Performance best practices

Compared to other database systems, Hyper starts up very fast (in the order of 100 milliseconds). Still, starting up and shutting down the server takes time Hence, you should keep the process running and only close or shutdown the HyperProcess when your application is finished. E.g., when updating multiple tables inside a .hyper file, do not restart the HyperProcess for every table, but instead use the same process for updating all of your tables.

Futhermore, you should only have one instance of Hyper running at any given time. Hyper internally monitors its memory assumption, and makes sure that it only uses up to 80% of your system's RAM memory, such that your overall system stays responsive. If multiple Hyper processes are running at the same time, they might overload the system, and Hyper's internal resource management mechanisms will not be able to counteract this.

Telemetry Data

The HyperProcess can be instructed to send telemetry on Hyper API usage to Tableau. To send usage data, set telemetry to Telemetry.SEND_USAGE_DATA_TO_TABLEAU when you start the process. To opt out, set telemetry to Telemetry.DO_NOT_SEND_USAGE_DATA_TO_TABLEAU.

To help us improve Hyper and justify further investments into Hyper API, you can share usage data with us. Tableau collects data that helps us learn how our products are being used so we can improve existing features and develop new ones. All usage data is collected and handled according to the Tableau Privacy Policy

Locating the hyperd binary

To spawn the hyperd executable, HyperProcess must be able to locate this binary, first. By default, HyperProcess is able to automatically find the hyperd executable bundled inside Hyper API. However, if you are rebundling Hyper API, this logic might fail. In those cases, you can use the hyper_path parameter to explicitly specify the location of the folder (!) containing the hyperd binary (not the path to the binary itself!).

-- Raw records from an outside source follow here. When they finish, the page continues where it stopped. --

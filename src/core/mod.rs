pub mod errors;
pub mod extractor;
pub mod options;
pub mod provider;
pub mod registry;
pub mod resolver;
pub mod types;

pub use errors::{ConfigError, GeneratorError, ModelError, TypeBridgeError};
pub use extractor::DependencyExtractor;
pub use options::{DictionaryMode, GeneratorOptions, NullableMode};
pub use provider::MetadataProvider;
pub use registry::{TypeModel, TypeRegistry};
pub use resolver::{
    relative_dir_diff, CustomDependencyMap, ImportResolver, MappedImport, MappingEntry,
};
pub use types::*;
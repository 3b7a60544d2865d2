use anyhow::Result;
use type_bridge::cli;

#[tokio::main]
async fn main() -> Result<()> {
    cli::run_cli().await
}
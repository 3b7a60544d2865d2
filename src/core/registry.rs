use serde::{Deserialize, Serialize};
use std::collections::{HashMap, HashSet};
use std::path::Path;
use tracing::debug;

use crate::core::errors::ModelError;
use crate::core::types::{TypeKey, TypeNode};

/// Serialized form of a set of type declarations. Model files on disk are
/// JSON documents with this shape; several files may be merged into one
/// registry.
#[derive(Debug, Clone, Default, Serialize, Deserialize)]
pub struct TypeModel {
    #[serde(default)]
    pub types: Vec<TypeNode>,
}

/// Known-type index for one generation run.
///
/// Built once before extraction begins and read-only afterwards. Iteration
/// follows registration order, which keeps generation output deterministic.
#[derive(Debug, Clone, Default)]
pub struct TypeRegistry {
    order: Vec<TypeKey>,
    types: HashMap<TypeKey, TypeNode>,
}

impl TypeRegistry {
    pub fn new() -> Self {
        Self::default()
    }

    /// Registers a type. Identities are unique per run.
    pub fn insert(&mut self, node: TypeNode) -> Result<(), ModelError> {
        if self.types.contains_key(&node.key) {
            return Err(ModelError::DuplicateType {
                key: node.key.clone(),
            });
        }
        self.order.push(node.key.clone());
        self.types.insert(node.key.clone(), node);
        Ok(())
    }

    pub fn extend(
        &mut self,
        nodes: impl IntoIterator<Item = TypeNode>,
    ) -> Result<(), ModelError> {
        for node in nodes {
            self.insert(node)?;
        }
        Ok(())
    }

    pub fn get(&self, key: &TypeKey) -> Option<&TypeNode> {
        self.types.get(key)
    }

    pub fn contains(&self, key: &TypeKey) -> bool {
        self.types.contains_key(key)
    }

    pub fn len(&self) -> usize {
        self.order.len()
    }

    pub fn is_empty(&self) -> bool {
        self.order.is_empty()
    }

    /// All registered types in registration order.
    pub fn iter(&self) -> impl Iterator<Item = &TypeNode> {
        self.order.iter().filter_map(|key| self.types.get(key))
    }

    /// Whether a declaration with the given path and arity exists. Used by
    /// the arity-collision converter to probe sibling declarations.
    pub fn contains_arity(&self, path: &str, arity: usize) -> bool {
        self.types.contains_key(&TypeKey::new(path, arity))
    }

    /// Export-marked, non-ignored types, in registration order.
    pub fn generation_set(&self) -> Vec<&TypeNode> {
        self.iter()
            .filter(|node| node.is_exported() && !node.directives.ignored)
            .collect()
    }

    /// Identities of the generation set; this is the known set consulted by
    /// strict-mode validation.
    pub fn generation_keys(&self) -> HashSet<TypeKey> {
        self.generation_set()
            .into_iter()
            .map(|node| node.key.clone())
            .collect()
    }

    /// Builds a registry from in-memory models.
    pub fn from_models(models: impl IntoIterator<Item = TypeModel>) -> Result<Self, ModelError> {
        let mut registry = Self::new();
        for model in models {
            registry.extend(model.types)?;
        }
        Ok(registry)
    }

    /// Loads and merges every model file matching the given glob patterns.
    /// A pattern matching no files is treated as a configuration mistake.
    pub fn load_patterns(patterns: &[String]) -> Result<Self, ModelError> {
        let mut registry = Self::new();
        for pattern in patterns {
            let paths = glob::glob(pattern).map_err(|source| ModelError::Pattern {
                pattern: pattern.clone(),
                source,
            })?;
            let mut matched = false;
            for path in paths.flatten() {
                matched = true;
                registry.merge_file(&path)?;
            }
            if !matched {
                return Err(ModelError::NoModelFiles {
                    pattern: pattern.clone(),
                });
            }
        }
        Ok(registry)
    }

    /// Parses one JSON model file into the registry. Returns the number of
    /// types it contributed.
    pub fn merge_file(&mut self, path: &Path) -> Result<usize, ModelError> {
        let raw = std::fs::read_to_string(path).map_err(|source| ModelError::ReadFailed {
            path: path.to_path_buf(),
            source,
        })?;
        let model: TypeModel = serde_json::from_str(&raw).map_err(|source| ModelError::Json {
            path: path.to_path_buf(),
            source,
        })?;
        let count = model.types.len();
        self.extend(model.types)?;
        debug!("Loaded {} types from {}", count, path.display());
        Ok(count)
    }
}
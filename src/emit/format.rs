//! Renders type references as TypeScript type text.

use crate::core::errors::GeneratorError;
use crate::core::options::{DictionaryMode, GeneratorOptions, NullableMode};
use crate::core::provider::MetadataProvider;
use crate::core::types::{MemberNode, TypeKey, TypeRef};
use crate::naming::TypeContext;

/// Formats [`TypeRef`]s for member declarations, heritage clauses and
/// generic constraint positions. Conversion of named types goes through the
/// configured type-name chain, so the text always matches the import names
/// the resolver produces.
pub struct TypeFormatter<'a> {
    provider: &'a dyn MetadataProvider,
    options: &'a GeneratorOptions,
}

impl<'a> TypeFormatter<'a> {
    pub fn new(provider: &'a dyn MetadataProvider, options: &'a GeneratorOptions) -> Self {
        Self { provider, options }
    }

    /// Display name of a type after the type-name converter chain.
    pub fn display_name(&self, key: &TypeKey) -> String {
        let ctx = TypeContext {
            key,
            provider: self.provider,
        };
        self.options.type_names.convert(key.base_name(), &ctx)
    }

    /// Text for a member's declared type. A hand-written override wins and
    /// is emitted verbatim.
    pub fn member_type(
        &self,
        declaring: &TypeKey,
        member: &MemberNode,
    ) -> Result<String, GeneratorError> {
        if let Some(over) = &member.directives.type_override {
            return Ok(over.ts_type.clone());
        }
        self.render(&member.ty, declaring, &member.name)
    }

    /// Text for non-member positions: bases, interfaces, constraints.
    pub fn type_text(&self, ty: &TypeRef, declaring: &TypeKey) -> Result<String, GeneratorError> {
        self.render(ty, declaring, "")
    }

    fn render(
        &self,
        ty: &TypeRef,
        declaring: &TypeKey,
        member: &str,
    ) -> Result<String, GeneratorError> {
        match ty {
            TypeRef::Primitive(primitive) => Ok(primitive.ts_name().to_string()),
            TypeRef::Param(name) => Ok(name.clone()),
            TypeRef::Array(element) => {
                let inner = self.render(element, declaring, member)?;
                // Union elements need grouping to bind the array suffix.
                if inner.contains(" | ") {
                    Ok(format!("({inner})[]"))
                } else {
                    Ok(format!("{inner}[]"))
                }
            }
            TypeRef::Nullable(inner) => {
                let text = self.render(inner, declaring, member)?;
                Ok(match self.options.nullable_mode {
                    NullableMode::Strip => text,
                    NullableMode::Null => format!("{text} | null"),
                    NullableMode::Undefined => format!("{text} | undefined"),
                })
            }
            TypeRef::Named { key, args } => {
                let name = self.display_name(key);
                if args.is_empty() {
                    return Ok(name);
                }
                let args = args
                    .iter()
                    .map(|arg| self.render(arg, declaring, member))
                    .collect::<Result<Vec<_>, _>>()?;
                Ok(format!("{name}<{}>", args.join(", ")))
            }
            TypeRef::Dictionary { key, value } => {
                self.render_dictionary(key, value, declaring, member)
            }
        }
    }

    fn render_dictionary(
        &self,
        key: &TypeRef,
        value: &TypeRef,
        declaring: &TypeKey,
        member: &str,
    ) -> Result<String, GeneratorError> {
        let value_text = self.render(value, declaring, member)?;

        if key.is_index_key() {
            // Index signatures reject union keys, so the nullable wrapper
            // never reaches the rendered key.
            let key_text = self.render(key.without_nullable(), declaring, member)?;
            return Ok(format!("{{ [key: {key_text}]: {value_text} }}"));
        }

        let key_text = self.render(key, declaring, member)?;
        match self.options.dictionary_mode {
            DictionaryMode::Basic => Err(GeneratorError::ComplexDictionaryKey {
                type_key: declaring.clone(),
                member: member.to_string(),
            }),
            DictionaryMode::KeyValueArray => {
                Ok(format!("{{ key: {key_text}; value: {value_text} }}[]"))
            }
            DictionaryMode::Custom => match &self.options.custom_dictionary_type {
                Some(custom) => Ok(format!(
                    "{}<{key_text}, {value_text}>",
                    self.display_name(custom)
                )),
                // Config validation requires the custom type for this mode;
                // options built by hand degrade to the array form.
                None => Ok(format!("{{ key: {key_text}; value: {value_text} }}[]")),
            },
        }
    }
}
//! Tracing/logging initialization.

use tracing_subscriber::EnvFilter;

/// Initialize tracing/logging for the process.
///
/// Safe to call multiple times (subsequent calls are no-ops). Filtering is
/// driven by `RUST_LOG`, defaulting to `info`; issuing and rendering emit
/// their per-document events at `debug`.
pub fn init() {
    let filter = EnvFilter::try_from_default_env()
        .unwrap_or_else(|_| EnvFilter::new("info"));

    let _ = tracing_subscriber::fmt()
        .with_env_filter(filter)
        .json()
        .with_timer(tracing_subscriber::fmt::time::SystemTime)
        .with_target(false)
        .try_init();
}

#[cfg(test)]
mod tests {
    #[test]
    fn init_is_idempotent() {
        super::init();
        super::init();
        tracing::info!("still alive after double init");
    }
}
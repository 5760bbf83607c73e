//! Computed monetary totals, locked onto a document at creation.

use rust_decimal::Decimal;
use serde::{Deserialize, Serialize};

/// Per-line figures, rounded to 2 decimal places for presentation.
#[derive(Debug, Clone, Copy, PartialEq, Eq, Serialize, Deserialize)]
pub struct LineFigures {
    /// `quantity × unit_price`.
    pub net: Decimal,
    /// `net × tax_rate / 100`.
    pub tax: Decimal,
    /// `net + tax`.
    pub total: Decimal,
}

/// Aggregate totals for a document.
///
/// All values are presentation values (2 decimal places); the calculator
/// accumulates at full precision and rounds once at the end. Once attached
/// to a [`DocumentRecord`](crate::DocumentRecord) these never change —
/// status transitions do not recompute them.
#[derive(Debug, Clone, PartialEq, Eq, Serialize, Deserialize)]
pub struct DocumentTotals {
    pub subtotal: Decimal,
    pub tax_total: Decimal,
    pub grand_total: Decimal,
    /// Present only when the fiscal stamp rule fired.
    pub stamp_fee: Option<Decimal>,
    /// `grand_total + stamp_fee` (equals `grand_total` without a stamp).
    pub total_payable: Decimal,
    pub lines: Vec<LineFigures>,
}

impl DocumentTotals {
    /// Totals of an empty item list.
    pub fn zero() -> Self {
        Self {
            subtotal: Decimal::ZERO,
            tax_total: Decimal::ZERO,
            grand_total: Decimal::ZERO,
            stamp_fee: None,
            total_payable: Decimal::ZERO,
            lines: Vec::new(),
        }
    }

    pub fn has_stamp(&self) -> bool {
        self.stamp_fee.is_some()
    }
}
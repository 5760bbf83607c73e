//! Billable line items.

use rust_decimal::Decimal;
use serde::{Deserialize, Serialize};

use facturo_core::{DomainError, ProductId};

/// One billable row. Immutable once attached to a document.
#[derive(Debug, Clone, PartialEq, Eq, Serialize, Deserialize)]
pub struct LineItem {
    pub description: String,
    /// Must be strictly positive.
    pub quantity: Decimal,
    /// Must be non-negative.
    pub unit_price: Decimal,
    /// Percentage in `[0, 100]`.
    pub tax_rate_percent: Decimal,
    /// Optional reference back to the product catalog.
    pub product_ref: Option<ProductId>,
}

impl LineItem {
    /// Check the numeric invariants for this line.
    ///
    /// `index` is the zero-based position in the document's item list, used
    /// only to point the caller at the offending line.
    pub fn validate(&self, index: usize) -> Result<(), DomainError> {
        if self.quantity <= Decimal::ZERO {
            return Err(DomainError::validation(format!(
                "line {index}: quantity must be positive"
            )));
        }
        if self.unit_price < Decimal::ZERO {
            return Err(DomainError::validation(format!(
                "line {index}: unit price must not be negative"
            )));
        }
        if self.tax_rate_percent < Decimal::ZERO || self.tax_rate_percent > Decimal::ONE_HUNDRED {
            return Err(DomainError::validation(format!(
                "line {index}: tax rate must be between 0 and 100"
            )));
        }
        Ok(())
    }
}

#[cfg(test)]
mod tests {
    use super::*;
    use rust_decimal_macros::dec;

    fn item(quantity: Decimal, unit_price: Decimal, tax: Decimal) -> LineItem {
        LineItem {
            description: "Widget".to_string(),
            quantity,
            unit_price,
            tax_rate_percent: tax,
            product_ref: None,
        }
    }

    #[test]
    fn accepts_boundary_values() {
        assert!(item(dec!(0.001), dec!(0), dec!(0)).validate(0).is_ok());
        assert!(item(dec!(1), dec!(10), dec!(100)).validate(0).is_ok());
    }

    #[test]
    fn rejects_zero_or_negative_quantity() {
        assert!(item(dec!(0), dec!(10), dec!(19)).validate(0).is_err());
        assert!(item(dec!(-1), dec!(10), dec!(19)).validate(0).is_err());
    }

    #[test]
    fn rejects_negative_price_and_out_of_range_tax() {
        assert!(item(dec!(1), dec!(-0.01), dec!(19)).validate(0).is_err());
        assert!(item(dec!(1), dec!(10), dec!(-1)).validate(0).is_err());
        assert!(item(dec!(1), dec!(10), dec!(100.5)).validate(0).is_err());
    }

    #[test]
    fn error_message_names_the_line() {
        let err = item(dec!(0), dec!(10), dec!(19)).validate(4).unwrap_err();
        match err {
            DomainError::Validation(msg) => assert!(msg.starts_with("line 4:")),
            other => panic!("expected validation error, got {other:?}"),
        }
    }
}
//! The document issuer.

use chrono::{NaiveDate, Utc};
use thiserror::Error;

use facturo_core::{
    AccountId, BillingConfig, CustomerId, DocumentId, DocumentKind, DomainError,
};
use facturo_documents::{DocumentRecord, LineItem, NewDocument, Party};
use facturo_money::MoneyCalculator;
use facturo_numbering::{SequenceError, SequenceGenerator, SequenceStore};
use facturo_render::{DocumentRenderer, RenderError, RenderedDocument};

#[derive(Debug, Error)]
pub enum IssueError {
    #[error(transparent)]
    Domain(#[from] DomainError),

    #[error(transparent)]
    Sequence(#[from] SequenceError),

    #[error(transparent)]
    Render(#[from] RenderError),
}

/// Caller-supplied input for issuing a document. The number and totals do
/// not exist yet; issuing produces both and locks them onto the record.
#[derive(Debug, Clone)]
pub struct DocumentDraft {
    pub account_id: AccountId,
    pub customer_id: CustomerId,
    pub kind: DocumentKind,
    pub issuer: Party,
    pub customer: Party,
    pub issue_date: NaiveDate,
    pub secondary_date: Option<NaiveDate>,
    pub notes: Option<String>,
    pub line_items: Vec<LineItem>,
}

/// Issues documents for one process: allocates numbers, computes totals,
/// renders artifacts.
///
/// The sequence store is the only shared state inside; everything else is
/// immutable configuration, so one issuer can serve concurrent callers.
#[derive(Debug)]
pub struct DocumentIssuer<S> {
    generator: SequenceGenerator<S>,
    calculator: MoneyCalculator,
    renderer: DocumentRenderer,
}

impl<S: SequenceStore> DocumentIssuer<S> {
    pub fn new(config: BillingConfig, store: S) -> Self {
        Self {
            generator: SequenceGenerator::new(store),
            calculator: MoneyCalculator::new(config.stamp.clone()),
            renderer: DocumentRenderer::new(config),
        }
    }

    /// Issue a new document: validate and total the line items, reserve the
    /// next number for the (account, kind, month) scope, and lock both onto
    /// the record.
    pub fn issue(&self, draft: DocumentDraft) -> Result<DocumentRecord, IssueError> {
        self.issue_on(draft, Utc::now().date_naive())
    }

    /// [`issue`](Self::issue) against an explicit date; tests pin the month
    /// scope with this.
    pub fn issue_on(
        &self,
        draft: DocumentDraft,
        date: NaiveDate,
    ) -> Result<DocumentRecord, IssueError> {
        // Totals first: a validation failure must not burn a number.
        let totals = self.calculator.compute(draft.kind, &draft.line_items)?;
        let number = self.generator.generate_on(draft.account_id, draft.kind, date)?;

        let record = DocumentRecord::create(
            NewDocument {
                id: DocumentId::new(),
                account_id: draft.account_id,
                customer_id: draft.customer_id,
                kind: draft.kind,
                issuer: draft.issuer,
                customer: draft.customer,
                issue_date: draft.issue_date,
                secondary_date: draft.secondary_date,
                notes: draft.notes,
                line_items: draft.line_items,
            },
            number,
            totals,
        )?;

        tracing::info!(
            number = %record.number(),
            kind = ?record.kind(),
            total = %record.totals().total_payable,
            "issued document"
        );
        Ok(record)
    }

    /// Convert a quote into an invoice: fresh FACT number, freshly computed
    /// totals (the stamp rule may differ), quote marked accepted.
    pub fn convert_quote(
        &self,
        quote: &mut DocumentRecord,
        issue_date: NaiveDate,
        due_date: Option<NaiveDate>,
    ) -> Result<DocumentRecord, IssueError> {
        let totals = self
            .calculator
            .compute(DocumentKind::Invoice, quote.line_items())?;
        let number =
            self.generator
                .generate_on(quote.account_id(), DocumentKind::Invoice, issue_date)?;

        let invoice =
            quote.convert_to_invoice(DocumentId::new(), number, totals, issue_date, due_date)?;

        tracing::info!(
            quote = %quote.number(),
            invoice = %invoice.number(),
            "converted quote to invoice"
        );
        Ok(invoice)
    }

    /// Deterministic page-level render of an issued record.
    pub fn render(&self, record: &DocumentRecord) -> Result<RenderedDocument, IssueError> {
        Ok(self.renderer.render(record)?)
    }

    /// The finished PDF byte stream for an issued record.
    pub fn render_pdf(&self, record: &DocumentRecord) -> Result<Vec<u8>, IssueError> {
        Ok(self.renderer.render_pdf(record)?)
    }
}
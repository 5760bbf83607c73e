//! The pure draw-operation model.
//!
//! A render pass produces pages of draw operations; the PDF backend replays
//! them verbatim. Keeping this model free of backend types makes a render
//! fully deterministic and directly assertable in tests.

use serde::{Deserialize, Serialize};

use crate::style::TextStyle;

/// One primitive drawing operation on a page.
#[derive(Debug, Clone, PartialEq, Serialize, Deserialize)]
pub enum DrawOp {
    /// Text placed with its baseline at `(x, y)`.
    Text {
        x: f32,
        y: f32,
        style: TextStyle,
        content: String,
    },
    /// A horizontal rule from `(x1, y)` to `(x2, y)`.
    Rule { x1: f32, x2: f32, y: f32 },
}

/// One finished page of operations.
#[derive(Debug, Clone, PartialEq, Default, Serialize, Deserialize)]
pub struct Page {
    pub ops: Vec<DrawOp>,
}

impl Page {
    /// The text contents of this page, in draw order.
    pub fn texts(&self) -> impl Iterator<Item = &str> {
        self.ops.iter().filter_map(|op| match op {
            DrawOp::Text { content, .. } => Some(content.as_str()),
            DrawOp::Rule { .. } => None,
        })
    }
}
//! `facturo-render` — turns document records into printable artifacts.
//!
//! One parameterized renderer covers all three document kinds through a
//! [`DocumentTemplate`]; the output is a deterministic page list plus its
//! PDF byte-stream form.

pub mod error;
pub mod pdf;
pub mod renderer;
pub mod template;

pub use error::RenderError;
pub use renderer::{DocumentRenderer, RenderedDocument};
pub use template::{DocumentTemplate, TableColumns};
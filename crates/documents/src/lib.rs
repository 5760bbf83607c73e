//! `facturo-documents` — the document data model.
//!
//! Records, line items, party profiles, totals and the status lifecycle.
//! Everything here is pure data plus invariants; numbering and totals are
//! computed elsewhere and locked onto the record at creation.

pub mod line_item;
pub mod party;
pub mod record;
pub mod totals;

pub use line_item::LineItem;
pub use party::Party;
pub use record::{DocumentRecord, DocumentStatus, NewDocument};
pub use totals::{DocumentTotals, LineFigures};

from tableauhyperapi import HyperProcess, Telemetry

HyperProcess(telemetry=Telemetry.DO_NOT_SEND_USAGE_DATA_TO_TABLEAU,
hyper_path="/home/avogelsgesang/development/hyper/build/bin") as hyper:
print(hyper.endpoint)
For internal prototyping

Using the hyper_path, you can also instruct Hyper API to interact with a different version of hyperd. Thereby, you can use Hyper API to quickly script a benchmark or more extensive test cases for your new feature or performance improvement

Process Settings

The behavior of the Hyper process can be customized using a couple of settings. They influence all connections to Hyper. Those settings can be set during startup of the process through the parameters argument of the HyperProcess:

process_parameters = {"default_database_version": "2"}
with HyperProcess(telemetry=Telemetry.SEND_USAGE_DATA_TO_TABLEAU,
parameters=process_parameters) as hyper:
print(hyper.endpoint)

Connectivity Settings

These settings control how Hyper communicates with its clients.

domain_socket_dir

Specifies the directory that Hyper uses for domain sockets. It only has an effect if Hyper uses domain sockets (using domain sockets is the default behavior, see use_tcp_port).

Default value: /tmp

note

This setting has no effect on Windows machines.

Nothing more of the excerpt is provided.